**Exercise objective**.
Scan the entries that follow and copy out every line containing "SignalingHub".

(Collected data entries)
--------

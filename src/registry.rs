//! The per-user call registry.
//!
//! Owns the one session slot a user has, the inbox subscription and the event
//! bus the UI listens on. It is the only place sessions are created, and a
//! session only leaves the slot once it has published a terminal state.

use callcore::{CallError, CallId, CallIdentity, CallKind, CallRole, CallState, UserId};
use log::{debug, info, warn};
use std::sync::Arc;
use std::sync::atomic::{AtomicBool, Ordering};
use tokio::sync::{Mutex, mpsc, oneshot, watch};
use tokio::task::JoinHandle;

use crate::config::CallConfig;
use crate::events::EventBus;
use crate::media::{MediaDevices, MediaNegotiator};
use crate::records::CallRecordSink;
use crate::session::{CallSession, LocalIntent, SessionDeps, SessionEvent};
use crate::signaling::{InboundOffer, PubSub, SignalingHub};

/// External collaborators a registry is wired to.
#[derive(Clone)]
pub struct CallDependencies {
    pub pubsub: Arc<dyn PubSub>,
    pub negotiator: Arc<dyn MediaNegotiator>,
    pub devices: Arc<dyn MediaDevices>,
    pub records: Arc<dyn CallRecordSink>,
}

/// What the UI should show.
#[derive(Debug, Clone, PartialEq, Eq)]
pub enum RegistryStatus {
    Idle,
    /// An offer is waiting for accept or reject.
    Incoming(CallIdentity),
    InCall(CallIdentity),
}

struct Slot {
    identity: CallIdentity,
    role: CallRole,
    mailbox: mpsc::UnboundedSender<SessionEvent>,
    state: watch::Receiver<CallState>,
}

impl Slot {
    fn current(&self) -> CallState {
        *self.state.borrow()
    }

    fn is_live(&self) -> bool {
        !self.current().is_terminal() && !self.mailbox.is_closed()
    }
}

type SharedSlot = Arc<Mutex<Option<Slot>>>;

/// Drops the slot's session once it is terminal.
fn vacate_finished(slot: &mut Option<Slot>) {
    if slot.as_ref().is_some_and(|s| !s.is_live()) {
        if let Some(done) = slot.take() {
            debug!(
                target: "Call/Registry",
                "Releasing slot of call {} ({})",
                done.identity.call_id,
                done.current()
            );
        }
    }
}

pub struct CallSessionRegistry {
    local_user: UserId,
    hub: Arc<SignalingHub>,
    deps: SessionDeps,
    slot: SharedSlot,
    router: std::sync::Mutex<Option<JoinHandle<()>>>,
    shut_down: AtomicBool,
}

impl CallSessionRegistry {
    /// Subscribes to `local_user`'s inbox and starts accepting calls.
    pub async fn start(
        local_user: UserId,
        config: CallConfig,
        deps: CallDependencies,
    ) -> Result<Arc<Self>, CallError> {
        let (offers_tx, offers_rx) = mpsc::unbounded_channel();
        let hub = SignalingHub::start(local_user.clone(), deps.pubsub, offers_tx).await?;
        let session_deps = SessionDeps {
            events: Arc::new(EventBus::new(config.event_capacity)),
            config,
            negotiator: deps.negotiator,
            devices: deps.devices,
            records: deps.records,
        };
        let registry = Arc::new(Self {
            local_user,
            hub,
            deps: session_deps,
            slot: Arc::new(Mutex::new(None)),
            router: std::sync::Mutex::new(None),
            shut_down: AtomicBool::new(false),
        });

        let router = tokio::spawn(route_offers(
            offers_rx,
            registry.hub.clone(),
            registry.slot.clone(),
            registry.deps.clone(),
        ));
        if let Ok(mut guard) = registry.router.lock() {
            *guard = Some(router);
        }
        info!(target: "Call/Registry", "Call registry started for {}", registry.local_user);
        Ok(registry)
    }

    pub fn local_user(&self) -> &UserId {
        &self.local_user
    }

    pub fn events(&self) -> &EventBus {
        &self.deps.events
    }

    pub fn config(&self) -> &CallConfig {
        &self.deps.config
    }

    /// Starts an outgoing call. Fails with `Busy` while another session is
    /// live; in that case no session is created.
    pub async fn initiate(&self, callee: UserId, kind: CallKind) -> Result<CallIdentity, CallError> {
        self.ensure_running()?;
        if callee == self.local_user {
            return Err(CallError::InvalidTarget);
        }

        let mut slot = self.slot.lock().await;
        vacate_finished(&mut slot);
        if let Some(active) = slot.as_ref() {
            info!(
                target: "Call/Registry",
                "Refusing call to {callee}: call {} is {}",
                active.identity.call_id,
                active.current()
            );
            return Err(CallError::Busy);
        }

        let identity = CallIdentity::new_outgoing(self.local_user.clone(), callee.clone(), kind);
        let (tx, rx) = mpsc::unbounded_channel();
        let signaling = self.hub.open(identity.call_id.clone(), callee, tx.clone());
        let (session, state) = CallSession::new(
            identity.clone(),
            CallRole::Caller,
            signaling,
            self.deps.clone(),
            tx.clone(),
        );
        tokio::spawn(session.run(rx));
        *slot = Some(Slot {
            identity: identity.clone(),
            role: CallRole::Caller,
            mailbox: tx,
            state,
        });
        Ok(identity)
    }

    pub async fn accept(&self, call_id: &CallId) -> Result<(), CallError> {
        self.dispatch(call_id, LocalIntent::Accept).await
    }

    pub async fn reject(&self, call_id: &CallId) -> Result<(), CallError> {
        self.dispatch(call_id, LocalIntent::Reject).await
    }

    /// Ends the call. On a pending incoming call this is a reject.
    pub async fn hang_up(&self, call_id: &CallId) -> Result<(), CallError> {
        self.dispatch(call_id, LocalIntent::HangUp).await
    }

    pub async fn set_muted(&self, call_id: &CallId, muted: bool) -> Result<(), CallError> {
        self.dispatch(call_id, LocalIntent::SetMuted(muted)).await
    }

    pub async fn set_video_enabled(&self, call_id: &CallId, enabled: bool) -> Result<(), CallError> {
        self.dispatch(call_id, LocalIntent::SetVideoEnabled(enabled))
            .await
    }

    /// Current state of `call_id`, if it is the call in the slot.
    pub async fn state(&self, call_id: &CallId) -> Option<CallState> {
        let slot = self.slot.lock().await;
        slot.as_ref()
            .filter(|s| &s.identity.call_id == call_id)
            .map(Slot::current)
    }

    /// Watch on the state of `call_id`, if it is the call in the slot.
    pub async fn watch_state(&self, call_id: &CallId) -> Option<watch::Receiver<CallState>> {
        let slot = self.slot.lock().await;
        slot.as_ref()
            .filter(|s| &s.identity.call_id == call_id)
            .map(|s| s.state.clone())
    }

    pub async fn status(&self) -> RegistryStatus {
        let mut slot = self.slot.lock().await;
        vacate_finished(&mut slot);
        match slot.as_ref() {
            None => RegistryStatus::Idle,
            Some(s) if s.role == CallRole::Callee && s.current().is_incoming() => {
                RegistryStatus::Incoming(s.identity.clone())
            }
            // A callee session that has not processed its offer yet is not
            // shown to the user.
            Some(s) if s.role == CallRole::Callee && s.current() == CallState::Idle => {
                RegistryStatus::Idle
            }
            Some(s) => RegistryStatus::InCall(s.identity.clone()),
        }
    }

    /// Hangs up the live call, if any, and stops listening for new ones.
    pub async fn shutdown(&self) {
        if self.shut_down.swap(true, Ordering::AcqRel) {
            return;
        }
        if let Ok(mut guard) = self.router.lock() {
            if let Some(router) = guard.take() {
                router.abort();
            }
        }
        let live = {
            let mut slot = self.slot.lock().await;
            vacate_finished(&mut slot);
            slot.as_ref().map(|s| s.identity.call_id.clone())
        };
        if let Some(call_id) = live {
            if let Err(e) = self.hang_up(&call_id).await {
                warn!(target: "Call/Registry", "Hang-up of {call_id} during shutdown failed: {e}");
            }
        }
        self.hub.close();
        info!(target: "Call/Registry", "Call registry for {} shut down", self.local_user);
    }

    fn ensure_running(&self) -> Result<(), CallError> {
        if self.shut_down.load(Ordering::Acquire) {
            return Err(CallError::SignalingUnavailable("registry shut down".into()));
        }
        Ok(())
    }

    async fn dispatch(&self, call_id: &CallId, intent: LocalIntent) -> Result<(), CallError> {
        let mailbox = {
            let slot = self.slot.lock().await;
            match slot.as_ref() {
                Some(s) if &s.identity.call_id == call_id => s.mailbox.clone(),
                _ => return Err(CallError::NoSuchCall(call_id.clone())),
            }
        };
        // The actor only stops after reaching a terminal state, so hanging up
        // a stopped session already has the requested outcome.
        let stopped = || match intent {
            LocalIntent::HangUp => Ok(()),
            _ => Err(CallError::NoSuchCall(call_id.clone())),
        };
        let (reply_tx, reply_rx) = oneshot::channel();
        if mailbox
            .send(SessionEvent::Local(intent, Some(reply_tx)))
            .is_err()
        {
            return stopped();
        }
        reply_rx.await.unwrap_or_else(|_| stopped())
    }
}

impl Drop for CallSessionRegistry {
    fn drop(&mut self) {
        if let Ok(mut guard) = self.router.lock() {
            if let Some(router) = guard.take() {
                router.abort();
            }
        }
    }
}

/// Turns first offers into callee sessions, or answers `busy` when the slot
/// is taken.
async fn route_offers(
    mut offers: mpsc::UnboundedReceiver<InboundOffer>,
    hub: Arc<SignalingHub>,
    slot: SharedSlot,
    deps: SessionDeps,
) {
    while let Some(offer) = offers.recv().await {
        let mut guard = slot.lock().await;
        vacate_finished(&mut guard);
        if let Some(active) = guard.as_ref() {
            info!(
                target: "Call/Registry",
                "Busy with call {}, declining call {} from {}",
                active.identity.call_id, offer.call_id, offer.caller
            );
            drop(guard);
            hub.reply_busy(&offer.call_id, &offer.caller).await;
            continue;
        }

        let InboundOffer {
            call_id,
            caller,
            kind,
            mailbox,
            events,
        } = offer;
        let identity = CallIdentity::new_incoming(call_id, caller.clone(), hub.local_user().clone(), kind);
        let signaling = hub.open(identity.call_id.clone(), caller, mailbox.clone());
        let (session, state) = CallSession::new(
            identity.clone(),
            CallRole::Callee,
            signaling,
            deps.clone(),
            mailbox.clone(),
        );
        tokio::spawn(session.run(events));
        *guard = Some(Slot {
            identity,
            role: CallRole::Callee,
            mailbox,
            state,
        });
    }
    debug!(target: "Call/Registry", "Offer router stopped");
}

--------

**Answer space**.
use crate::signaling::{InboundOffer, PubSub, SignalingHub};
    hub: Arc<SignalingHub>,
        let hub = SignalingHub::start(local_user.clone(), deps.pubsub, offers_tx).await?;
    hub: Arc<SignalingHub>,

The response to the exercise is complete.